## What the task asks
The reply to the records below should contain exactly the lines from the line with "pub fn polygon_contains(vertices: &[Point], p: &Point)" through the line with "let vi = &vertices[i];", and nothing besides.

◇ ◇ ◇

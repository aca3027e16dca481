//! Geometry primitives for shape construction and hit-testing.

/// A 2D point in image pixel coordinates.
#[derive(Debug, Clone, Copy, PartialEq, Default)]
pub struct Point {
    pub x: f32,
    pub y: f32,
}

impl Point {
    pub fn new(x: f32, y: f32) -> Self {
        Self { x, y }
    }

    /// Euclidean distance to another point.
    pub fn distance_to(&self, other: &Point) -> f32 {
        let dx = self.x - other.x;
        let dy = self.y - other.y;
        (dx * dx + dy * dy).sqrt()
    }

    /// Midpoint between this point and another.
    pub fn midpoint(&self, other: &Point) -> Point {
        Point::new((self.x + other.x) / 2.0, (self.y + other.y) / 2.0)
    }

    pub fn offset(&self, dx: f32, dy: f32) -> Point {
        Point::new(self.x + dx, self.y + dy)
    }
}

/// An axis-aligned rectangle defined by its min and max corners.
#[derive(Debug, Clone, Copy, PartialEq)]
pub struct Rect {
    pub min: Point,
    pub max: Point,
}

impl Rect {
    /// Create a rectangle from two arbitrary corner points.
    pub fn from_corners(p1: Point, p2: Point) -> Self {
        Self {
            min: Point::new(p1.x.min(p2.x), p1.y.min(p2.y)),
            max: Point::new(p1.x.max(p2.x), p1.y.max(p2.y)),
        }
    }

    /// Smallest rectangle enclosing all the given points.
    /// Returns a zero-size rect at the origin if `points` is empty.
    pub fn enclosing(points: &[Point]) -> Self {
        let mut min = Point::new(f32::INFINITY, f32::INFINITY);
        let mut max = Point::new(f32::NEG_INFINITY, f32::NEG_INFINITY);
        for p in points {
            min.x = min.x.min(p.x);
            min.y = min.y.min(p.y);
            max.x = max.x.max(p.x);
            max.y = max.y.max(p.y);
        }
        if points.is_empty() {
            return Self {
                min: Point::default(),
                max: Point::default(),
            };
        }
        Self { min, max }
    }

    pub fn width(&self) -> f32 {
        self.max.x - self.min.x
    }

    pub fn height(&self) -> f32 {
        self.max.y - self.min.y
    }

    pub fn center(&self) -> Point {
        self.min.midpoint(&self.max)
    }

    /// Grow the rectangle by `margin` on every side.
    pub fn expand(&self, margin: f32) -> Rect {
        Rect {
            min: self.min.offset(-margin, -margin),
            max: self.max.offset(margin, margin),
        }
    }

    pub fn contains(&self, p: &Point) -> bool {
        p.x >= self.min.x && p.x <= self.max.x && p.y >= self.min.y && p.y <= self.max.y
    }
}

/// Signed perpendicular distance from `p` to the infinite line through `a`
/// and `b`, using the implicit form `Ax + By + C = 0` with `A = y2 - y1`,
/// `B = x1 - x2`, `C = x2*y1 - x1*y2`.
///
/// The sign tells which side of the line `p` falls on (it matches the sign of
/// the 2D cross product of the `a -> b` vector with the `a -> p` vector).
/// Returns 0.0 for a degenerate line (`a == b`).
pub fn signed_line_distance(p: &Point, a: &Point, b: &Point) -> f32 {
    let la = b.y - a.y;
    let lb = a.x - b.x;
    let lc = b.x * a.y - a.x * b.y;
    let norm = (la * la + lb * lb).sqrt();
    if norm == 0.0 {
        return 0.0;
    }
    (la * p.x + lb * p.y + lc) / norm
}

/// Distance from `p` to the line segment `a`-`b`.
pub fn segment_distance(p: &Point, a: &Point, b: &Point) -> f32 {
    let abx = b.x - a.x;
    let aby = b.y - a.y;
    let len_sq = abx * abx + aby * aby;
    if len_sq == 0.0 {
        return p.distance_to(a);
    }
    let t = (((p.x - a.x) * abx + (p.y - a.y) * aby) / len_sq).clamp(0.0, 1.0);
    let proj = Point::new(a.x + t * abx, a.y + t * aby);
    p.distance_to(&proj)
}

/// 2D cross product of the vectors `a -> b` and `a -> p`.
/// Positive means `p` lies to the left of the `a -> b` direction.
pub fn cross(a: &Point, b: &Point, p: &Point) -> f32 {
    (b.x - a.x) * (p.y - a.y) - (b.y - a.y) * (p.x - a.x)
}

/// Point-in-polygon test over a vertex ring (ray casting).
pub fn polygon_contains(vertices: &[Point], p: &Point) -> bool {
    if vertices.len() < 3 {
        return false;
    }
    let mut inside = false;
    let n = vertices.len();
    let mut j = n - 1;
    for i in 0..n {
        let vi = &vertices[i];
        let vj = &vertices[j];
        if ((vi.y > p.y) != (vj.y > p.y))
            && (p.x < (vj.x - vi.x) * (p.y - vi.y) / (vj.y - vi.y) + vi.x)
        {
            inside = !inside;
        }
        j = i;
    }
    inside
}

/// Shortest distance from `p` to any edge of the vertex ring.
pub fn polygon_edge_distance(vertices: &[Point], p: &Point) -> f32 {
    if vertices.is_empty() {
        return f32::INFINITY;
    }
    if vertices.len() == 1 {
        return p.distance_to(&vertices[0]);
    }
    let mut best = f32::INFINITY;
    for i in 0..vertices.len() {
        let a = &vertices[i];
        let b = &vertices[(i + 1) % vertices.len()];
        best = best.min(segment_distance(p, a, b));
    }
    best
}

◇ ◇ ◇

## Your solution
pub fn polygon_contains(vertices: &[Point], p: &Point) -> bool {
    if vertices.len() < 3 {
        return false;
    }
    let mut inside = false;
    let n = vertices.len();
    let mut j = n - 1;
    for i in 0..n {
        let vi = &vertices[i];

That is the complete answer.